Dave recalls the tour buses they travelled on during that American tour. “It was amazing. There were ten bunks and a lounge up the front behind the driver and lounge up the back and one that we had on just one weekend had a double bed suite downstairs on a double decker bus. We had wild times on those buses. They kind of live large in my memory. We played at the Rock am Ring Festival in Germany. INXS were headlining and on the Sunday night it was Def Leppard. We had our caravan next door to The Black Crows’ Marrakesh tents that they had set up with Persian rugs all over the floor and there was a funny smell wafting out of the place. It was quite surreal. I could write a book but then I’d have to kill everyone in it,” he laughs. “It might have to be a novel I think.”

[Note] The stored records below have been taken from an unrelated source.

impl SyncHost for RuntimeHost {
    fn close_transport(&mut self) {
        let pending = self.transport.begin_close();
        let continuations = self.continuations.clone();
        tokio::spawn(async move {
            pending.finished().await;
            let _ = continuations.send(Continuation::TransportClosed);
        });
    }

    fn resolve_session(&mut self, generation: Generation, request: SessionRequest) {
        let backend = Arc::clone(&self.backend);
        self.spawn_continuation(async move {
            let result = controller::resolve(backend.as_ref(), request).await;
            Continuation::SessionResolved { generation, result }
        });
    }

    fn open_transport(
        &mut self,
        generation: Generation,
        session_id: &SessionId,
    ) -> Result<(), TransportError> {
        self.transport_generation.store(generation, Ordering::Release);
        self.transport.open(TransportTarget {
            endpoint: self.endpoint.clone(),
            session_id: session_id.clone(),
            credential: self.credential.clone(),
        })
    }

    fn send_frame(&mut self, frame: OutboundFrame) -> bool {
        self.transport.send(frame)
    }

    fn connection_state(&self) -> ConnectionState {
        self.transport.state()
    }

    fn start_upload(&mut self, session_id: SessionId, ticket: UploadTicket) {
        let gate = CancellationToken::new();
        if let Some(previous) = self.upload_gate.replace(gate.clone()) {
            previous.cancel();
        }

        let UploadTicket { epoch, files } = ticket;
        let progress_sink = self.continuations.clone();
        let progress: UploadProgress = Arc::new(move |sent, total| {
            if !gate.is_cancelled() {
                let _ = progress_sink.send(Continuation::UploadProgress { epoch, sent, total });
            }
        });

        let backend = Arc::clone(&self.backend);
        // The request runs to completion even when detached; its completion is
        // discarded by the epoch check.
        self.spawn_continuation(async move {
            let result = backend.upload(&session_id, &files, progress).await;
            Continuation::UploadFinished { epoch, result }
        });
    }

    fn detach_upload(&mut self) {
        if let Some(gate) = self.upload_gate.take() {
            gate.cancel();
        }
    }

    fn publish(&mut self, snapshot: Snapshot) {
        self.snapshots.send_replace(snapshot);
    }
}

pub struct SyncRuntime;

The Screaming Jets currently have an album in the works but Dave explains that it is a bit behind schedule due to his other commitments. “But we are working on it,” he assures me. We just want to let people know, these milestones come and go but we still feel we’ve got a trail to blaze and worlds to conquer.” He says that they will be playing their hits and crowd favourites on this tour but there will also be a few tracks from the new album thrown in as well. “We’ll slip them in under the radar so no one goes to the bar when we play them,” he laughs.